Los productores de cine estadounidenses fueron quizá los primeros en poner en marcha de manera agresiva y notablemente dinámica, y por lo demás enormemente exitosa, el mecanismo de gestión que actualmente domina el mundo, hacia los años treinta del siglo pasado (cuando Benjamin hablaba de la pérdida del aura). Los cuentos de Scott Fitzgerald protagonizados por su personaje Pat Hobby, guionista de la época muda expulsado por el sistema de gestión moderno —esto es, de los años treinta—, muestran con amargo humor la muerte del cine como arte en Hollywood. El ajuste es comprensible, y para que las empresas funcionen, quizá necesario, ya que los capitales iniciales requeridos para realizar una obra cinematográfica son muy grandes.

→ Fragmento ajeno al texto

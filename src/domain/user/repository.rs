//! Credential store interface

use async_trait::async_trait;

use super::{NewUser, User};
use crate::domain::DomainResult;

/// Registration and authentication against the user store.
#[async_trait]
pub trait CredentialStore: Send + Sync {
    /// Register a new user. Fails with `AlreadyExists` when the username is
    /// taken and `Validation` when username or password is empty after
    /// trimming.
    async fn register(&self, new_user: NewUser) -> DomainResult<()>;

    /// Verify a username/password pair. Unknown user yields `NotFound`,
    /// a wrong password `Unauthorized`.
    async fn authenticate(&self, username: &str, password: &str) -> DomainResult<User>;

    /// Existence check by username. Callers that time out during a
    /// `register` must re-check here before retrying.
    async fn find_by_username(&self, username: &str) -> DomainResult<Option<User>>;
}
//! Create sensors table

use sea_orm_migration::prelude::*;

use super::m20250301_000002_create_elevators::Elevators;

#[derive(DeriveMigrationName)]
pub struct Migration;

#[async_trait::async_trait]
impl MigrationTrait for Migration {
    async fn up(&self, manager: &SchemaManager) -> Result<(), DbErr> {
        manager
            .create_table(
                Table::create()
                    .table(Sensors::Table)
                    .if_not_exists()
                    .col(
                        ColumnDef::new(Sensors::Id)
                            .integer()
                            .not_null()
                            .auto_increment()
                            .primary_key(),
                    )
                    .col(ColumnDef::new(Sensors::ElevatorId).integer().not_null())
                    .col(ColumnDef::new(Sensors::SensorType).string().not_null())
                    .col(ColumnDef::new(Sensors::MaxValue).double().not_null())
                    .col(ColumnDef::new(Sensors::MinValue).double().not_null())
                    .foreign_key(
                        ForeignKey::create()
                            .name("fk_sensors_elevator")
                            .from(Sensors::Table, Sensors::ElevatorId)
                            .to(Elevators::Table, Elevators::Id)
                            .on_delete(ForeignKeyAction::Cascade),
                    )
                    .to_owned(),
            )
            .await
    }

    async fn down(&self, manager: &SchemaManager) -> Result<(), DbErr> {
        manager
            .drop_table(Table::drop().table(Sensors::Table).to_owned())
            .await
    }
}

#[derive(Iden)]
pub enum Sensors {
    Table,
    Id,
    ElevatorId,
    SensorType,
    MaxValue,
    MinValue,
}
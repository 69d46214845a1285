pub mod database;

pub use database::{
    ConnectionError, ConnectionManager, ConnectionState, DatabaseConfig, SeaOrmCredentialStore,
    SeaOrmTelemetryRepository,
};
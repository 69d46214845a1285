//! Credential store backed by sea-orm

use std::sync::Arc;

use async_trait::async_trait;
use chrono::Utc;
use sea_orm::{ActiveModelTrait, ColumnTrait, EntityTrait, QueryFilter, Set, TransactionTrait};
use tracing::error;

use crate::auth::password::{hash_password, verify_password};
use crate::domain::{CredentialStore, DomainError, DomainResult, NewUser, User, UserRole};
use crate::infrastructure::database::entities::user;
use crate::infrastructure::database::ConnectionManager;

pub struct SeaOrmCredentialStore {
    manager: Arc<ConnectionManager>,
}

impl SeaOrmCredentialStore {
    pub fn new(manager: Arc<ConnectionManager>) -> Self {
        Self { manager }
    }
}

// ── Conversion helpers ──────────────────────────────────────────

fn entity_role_to_domain(role: user::UserRole) -> UserRole {
    match role {
        user::UserRole::Admin => UserRole::Admin,
        user::UserRole::Operator => UserRole::Operator,
        user::UserRole::User => UserRole::User,
    }
}

fn domain_role_to_entity(role: &UserRole) -> user::UserRole {
    match role {
        UserRole::Admin => user::UserRole::Admin,
        UserRole::Operator => user::UserRole::Operator,
        UserRole::User => user::UserRole::User,
    }
}

fn user_model_to_domain(model: user::Model) -> User {
    User {
        id: model.id,
        username: model.username,
        role: entity_role_to_domain(model.role),
        password_hash: model.password_hash,
        created_at: model.created_at,
    }
}

/// Log the driver error and surface only a generic failure indicator.
fn storage_err(e: impl std::fmt::Display) -> DomainError {
    error!("Storage error: {}", e);
    DomainError::Internal
}

fn is_unique_violation(e: &sea_orm::DbErr) -> bool {
    let msg = e.to_string();
    msg.contains("UNIQUE") || msg.contains("Duplicate") || msg.contains("duplicate")
}

// ── Credential store implementation ─────────────────────────────

#[async_trait]
impl CredentialStore for SeaOrmCredentialStore {
    async fn register(&self, new_user: NewUser) -> DomainResult<()> {
        // Callers pre-validate; reject empty input here as well.
        let username = new_user.username.trim();
        if username.is_empty() {
            return Err(DomainError::Validation("username must not be empty".into()));
        }
        if new_user.password.trim().is_empty() {
            return Err(DomainError::Validation("password must not be empty".into()));
        }

        let db = self.manager.ensure_live().await.map_err(storage_err)?;

        let password_hash = hash_password(&new_user.password).map_err(|e| {
            error!("Failed to hash password: {}", e);
            DomainError::Internal
        })?;

        // Existence check and insert commit as one unit so a failure
        // in between leaves no partial row visible.
        let txn = db.begin().await.map_err(storage_err)?;

        let existing = user::Entity::find()
            .filter(user::Column::Username.eq(username))
            .one(&txn)
            .await
            .map_err(storage_err)?;

        if existing.is_some() {
            return Err(DomainError::AlreadyExists(username.to_string()));
        }

        let now = Utc::now();
        let model = user::ActiveModel {
            id: Set(uuid::Uuid::new_v4().to_string()),
            username: Set(username.to_string()),
            role: Set(domain_role_to_entity(&new_user.role)),
            password_hash: Set(password_hash),
            created_at: Set(now),
        };

        model.insert(&txn).await.map_err(|e| {
            // A race past the existence check lands on the unique index.
            if is_unique_violation(&e) {
                DomainError::AlreadyExists(username.to_string())
            } else {
                storage_err(e)
            }
        })?;

        txn.commit().await.map_err(storage_err)?;
        Ok(())
    }

    async fn authenticate(&self, username: &str, password: &str) -> DomainResult<User> {
        let db = self.manager.ensure_live().await.map_err(storage_err)?;

        let model = user::Entity::find()
            .filter(user::Column::Username.eq(username))
            .one(&db)
            .await
            .map_err(storage_err)?;

        let Some(model) = model else {
            return Err(DomainError::NotFound {
                entity: "User",
                field: "username",
                value: username.to_string(),
            });
        };

        let matches = verify_password(password, &model.password_hash).map_err(storage_err)?;
        if !matches {
            return Err(DomainError::Unauthorized);
        }

        Ok(user_model_to_domain(model))
    }

    async fn find_by_username(&self, username: &str) -> DomainResult<Option<User>> {
        let db = self.manager.ensure_live().await.map_err(storage_err)?;

        let model = user::Entity::find()
            .filter(user::Column::Username.eq(username))
            .one(&db)
            .await
            .map_err(storage_err)?;

        Ok(model.map(user_model_to_domain))
    }
}

#[cfg(test)]
mod tests {
    use super::*;
    use crate::infrastructure::database::repositories::test_support::open_migrated;

    fn alice() -> NewUser {
        NewUser {
            username: "alice".to_string(),
            role: UserRole::User,
            password: "Secret123".to_string(),
        }
    }

    #[tokio::test]
    async fn register_then_authenticate_round_trips() {
        let manager = open_migrated().await;
        let store = SeaOrmCredentialStore::new(manager);

        store.register(alice()).await.unwrap();

        let user = store.authenticate("alice", "Secret123").await.unwrap();
        assert_eq!(user.username, "alice");
        assert_eq!(user.role, UserRole::User);
        assert_ne!(user.password_hash, "Secret123");

        // The persisted id is stable across lookups.
        let found = store.find_by_username("alice").await.unwrap().unwrap();
        assert_eq!(found.id, user.id);
    }

    #[tokio::test]
    async fn wrong_password_is_unauthorized_not_missing() {
        let manager = open_migrated().await;
        let store = SeaOrmCredentialStore::new(manager);

        store.register(alice()).await.unwrap();

        let err = store.authenticate("alice", "wrong").await.unwrap_err();
        assert!(matches!(err, DomainError::Unauthorized));
    }

    #[tokio::test]
    async fn unknown_user_is_not_found() {
        let manager = open_migrated().await;
        let store = SeaOrmCredentialStore::new(manager);

        let err = store.authenticate("bob", "x").await.unwrap_err();
        assert!(matches!(
            err,
            DomainError::NotFound {
                entity: "User",
                field: "username",
                ..
            }
        ));
    }

    #[tokio::test]
    async fn duplicate_registration_conflicts() {
        let manager = open_migrated().await;
        let store = SeaOrmCredentialStore::new(manager);

        store.register(alice()).await.unwrap();

        // Role and password differences do not matter; the name is taken.
        let again = NewUser {
            username: "alice".to_string(),
            role: UserRole::Admin,
            password: "Other456".to_string(),
        };
        let err = store.register(again).await.unwrap_err();
        assert!(matches!(err, DomainError::AlreadyExists(name) if name == "alice"));
    }

    #[tokio::test]
    async fn empty_input_is_rejected() {
        let manager = open_migrated().await;
        let store = SeaOrmCredentialStore::new(manager);

        let blank_name = NewUser {
            username: "   ".to_string(),
            role: UserRole::User,
            password: "Secret123".to_string(),
        };
        assert!(matches!(
            store.register(blank_name).await.unwrap_err(),
            DomainError::Validation(_)
        ));

        let blank_password = NewUser {
            username: "carol".to_string(),
            role: UserRole::User,
            password: "".to_string(),
        };
        assert!(matches!(
            store.register(blank_password).await.unwrap_err(),
            DomainError::Validation(_)
        ));
    }
}
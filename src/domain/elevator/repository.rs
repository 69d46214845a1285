//! Telemetry query interface

use async_trait::async_trait;

use super::{Elevator, SensorReading};
use crate::domain::DomainResult;

/// Read access to equipment records and the latest-reading projection.
#[async_trait]
pub trait TelemetryRepository: Send + Sync {
    /// All elevators in store order. An empty store yields `Ok(vec![])`.
    async fn list_elevators(&self) -> DomainResult<Vec<Elevator>>;

    /// Single elevator by id. `Ok(None)` means the row is genuinely absent;
    /// a failed query surfaces as `Err`, never as `None`.
    async fn find_elevator(&self, id: i32) -> DomainResult<Option<Elevator>>;

    /// Latest reading per sensor for one elevator, ascending by sensor id.
    /// No matching sensors yields `NotFound`.
    async fn latest_readings(&self, elevator_id: i32) -> DomainResult<Vec<SensorReading>>;
}
pub mod elevator;
pub mod error;
pub mod user;

// Re-export commonly used types
pub use elevator::{Elevator, ElevatorStatus, Sensor, SensorKind, SensorReading, TelemetryRepository};
pub use error::{DomainError, DomainResult};
pub use user::{CredentialStore, NewUser, User, UserRole};
//! User aggregate
//!
//! Contains the User entity and the credential store interface.

pub mod model;
pub mod repository;

pub use model::{NewUser, User, UserRole};
pub use repository::CredentialStore;
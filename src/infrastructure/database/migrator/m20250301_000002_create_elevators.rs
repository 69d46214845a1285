//! Create elevators table

use sea_orm_migration::prelude::*;

#[derive(DeriveMigrationName)]
pub struct Migration;

#[async_trait::async_trait]
impl MigrationTrait for Migration {
    async fn up(&self, manager: &SchemaManager) -> Result<(), DbErr> {
        manager
            .create_table(
                Table::create()
                    .table(Elevators::Table)
                    .if_not_exists()
                    .col(
                        ColumnDef::new(Elevators::Id)
                            .integer()
                            .not_null()
                            .auto_increment()
                            .primary_key(),
                    )
                    .col(ColumnDef::new(Elevators::Name).string().not_null())
                    .col(ColumnDef::new(Elevators::Location).string().not_null())
                    .col(
                        ColumnDef::new(Elevators::Status)
                            .string()
                            .not_null()
                            .default("unknown"),
                    )
                    .col(ColumnDef::new(Elevators::LastMaintenance).timestamp_with_time_zone())
                    .to_owned(),
            )
            .await
    }

    async fn down(&self, manager: &SchemaManager) -> Result<(), DbErr> {
        manager
            .drop_table(Table::drop().table(Elevators::Table).to_owned())
            .await
    }
}

#[derive(Iden)]
pub enum Elevators {
    Table,
    Id,
    Name,
    Location,
    Status,
    LastMaintenance,
}
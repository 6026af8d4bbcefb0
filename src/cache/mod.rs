//! Shared response cache: entry model, directive parsing, validators, the
//! store adapter and the revalidation lock.
//!
//! Every store failure is absorbed here. The proxy treats the cache as an
//! optimisation, so a dead store turns into misses and direct passthrough.

pub mod conditional;
pub mod control;
pub mod entry;
pub mod lock;
pub mod store;

pub use control::CacheControl;
pub use entry::{CacheEntry, is_storable_response, now_millis};
pub use lock::LockManager;
pub use store::{KvStore, MemoryStore, RedisStore};

use sha2::{Digest, Sha256};
use std::sync::Arc;
use tracing::{debug, warn};

use crate::admin::ProxyMetrics;

/// Which branch produced a response, reported in the `x-proxy-cache` header.
#[derive(Debug, Clone, Copy, PartialEq, Eq)]
pub enum CacheStatus {
    HitFresh,
    HitStale,
    HitStaleRevalidating,
    HitLocal304,
    MissStored,
    Bypass,
    BypassStale,
}

impl CacheStatus {
    pub fn as_str(&self) -> &'static str {
        match self {
            CacheStatus::HitFresh => "HIT-FRESH",
            CacheStatus::HitStale => "HIT-STALE",
            CacheStatus::HitStaleRevalidating => "HIT-STALE-REVALIDATING",
            CacheStatus::HitLocal304 => "HIT-LOCAL-304",
            CacheStatus::MissStored => "MISS-STORED",
            CacheStatus::Bypass => "BYPASS",
            CacheStatus::BypassStale => "BYPASS-STALE",
        }
    }
}

/// Stores [`CacheEntry`] values keyed by a hash of the target URL.
///
/// Keys look like `<prefix><sha256-hex>`; bumping the prefix version
/// abandons old entries instead of misreading them.
#[derive(Clone)]
pub struct ResponseCache {
    store: Arc<dyn KvStore>,
    prefix: String,
    metrics: Arc<ProxyMetrics>,
}

impl ResponseCache {
    pub fn new(
        store: Arc<dyn KvStore>,
        prefix: impl Into<String>,
        metrics: Arc<ProxyMetrics>,
    ) -> Self {
        Self {
            store,
            prefix: prefix.into(),
            metrics,
        }
    }

    /// Lowercase hex SHA-256 of the exact URL string.
    pub fn hash_url(url: &str) -> String {
        let digest = Sha256::digest(url.as_bytes());
        digest.iter().map(|b| format!("{:02x}", b)).collect()
    }

    pub fn key_for(&self, url: &str) -> String {
        format!("{}{}", self.prefix, Self::hash_url(url))
    }

    pub fn prefix(&self) -> &str {
        &self.prefix
    }

    pub fn store(&self) -> &Arc<dyn KvStore> {
        &self.store
    }

    /// Looks up the entry for `url`. Store and decode failures read as a miss.
    pub async fn read(&self, url: &str) -> Option<CacheEntry> {
        let key = self.key_for(url);
        let raw = match self.store.get(&key).await {
            Ok(Some(raw)) => raw,
            Ok(None) => return None,
            Err(e) => {
                warn!("Cache read failed for {} ({}): {}", url, self.store.kind(), e);
                self.metrics.store_errors_total.with_label_values(&["read"]).inc();
                return None;
            }
        };

        match CacheEntry::from_slice(&raw) {
            Ok(entry) if entry.url == url => Some(entry),
            Ok(entry) => {
                warn!("Cache key collision: {} holds {}", key, entry.url);
                None
            }
            Err(e) => {
                debug!("Discarding undecodable cache entry {}: {}", key, e);
                self.metrics.store_errors_total.with_label_values(&["decode"]).inc();
                None
            }
        }
    }

    /// Persists `entry` for `url` with a TTL covering its freshness and SWR
    /// windows. Returns whether the store accepted it.
    pub async fn write(&self, url: &str, entry: &CacheEntry) -> bool {
        let raw = match entry.to_bytes() {
            Ok(raw) => raw,
            Err(e) => {
                warn!("Failed to encode cache entry for {}: {}", url, e);
                return false;
            }
        };
        let ttl = entry.ttl_secs();
        match self.store.set_ex(&self.key_for(url), raw, ttl).await {
            Ok(()) => {
                debug!("Cache STORE: {} ({} bytes, ttl {}s)", url, entry.body.len(), ttl);
                true
            }
            Err(e) => {
                warn!("Cache write failed for {} ({}): {}", url, self.store.kind(), e);
                self.metrics.store_errors_total.with_label_values(&["write"]).inc();
                false
            }
        }
    }

    /// Best-effort purge.
    pub async fn delete(&self, url: &str) {
        match self.store.del(&self.key_for(url)).await {
            Ok(()) => debug!("Cache PURGE: {}", url),
            Err(e) => {
                warn!("Cache delete failed for {} ({}): {}", url, self.store.kind(), e);
                self.metrics.store_errors_total.with_label_values(&["delete"]).inc();
            }
        }
    }
}
pub mod access_log;

use tracing_subscriber::{layer::SubscriberExt, util::SubscriberInitExt};

pub fn init_telemetry() {
    tracing_subscriber::registry()
        .with(
            tracing_subscriber::EnvFilter::try_from_default_env()
                .unwrap_or_else(|_| "swr_proxy=debug,info".into()),
        )
        .with(tracing_subscriber::fmt::layer())
        .init();

    tracing::info!("Telemetry initialized.");
}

Los capitalistas necesariamente tienen que controlar la empresa y no pueden permitir que unos irresponsables (como de sobra se sabe que son los artistas, especialmente después de la pérdida del aura) se pongan a jugar con su dinero.

En la actualidad la producción sigue más o menos procesos similares en todos los géneros artísticos. Los libros se producen de acuerdo a planes diseñados por gestores editoriales; los artistas visuales han cedido terreno a los curadores, que son los gestores del arte visual, quienes promueven, ordenan, organizan y redactan textos orientadores para las exposiciones que realizan; lo mismo puede decirse de la música y el teatro. El protagonismo y la fuerza renovadora se han ido retirando del espacio de los creadores para afincarse clara y definitivamente en el espacio de los gestores, curadores, y editores.

El problema técnico en arte es perjudicial para la industria y el comercio, y la solución de la gestión es borrarlo del paisaje. El arte es una actividad irracional, antieconómica e imprevisible, y por lo tanto choca contra la racionalidad requerida para que el mundo marche bien, de acuerdo a lo que un gobierno en sus cabales necesita. Pero la insistencia de algunos gestores, basados en especulaciones de algunos economistas acerca de los beneficios económicos de la cultura es muy perjudicial para el arte (en general se evita la palabra arte y se habla de cultura, algo que se podría denominar una negación militante de la especificidad del arte). Esa tesis infundada lo único que logra es habilitar un proceso de evaluación económica de los proyectos artísticos, con lo cual se construye un desbalance que necesariamente dejará afuera, a la corta o a la larga, a los proyectos artísticos que no cumplan con el requisito de una gestión a priori, completamente ignorante del sentido del problema técnico.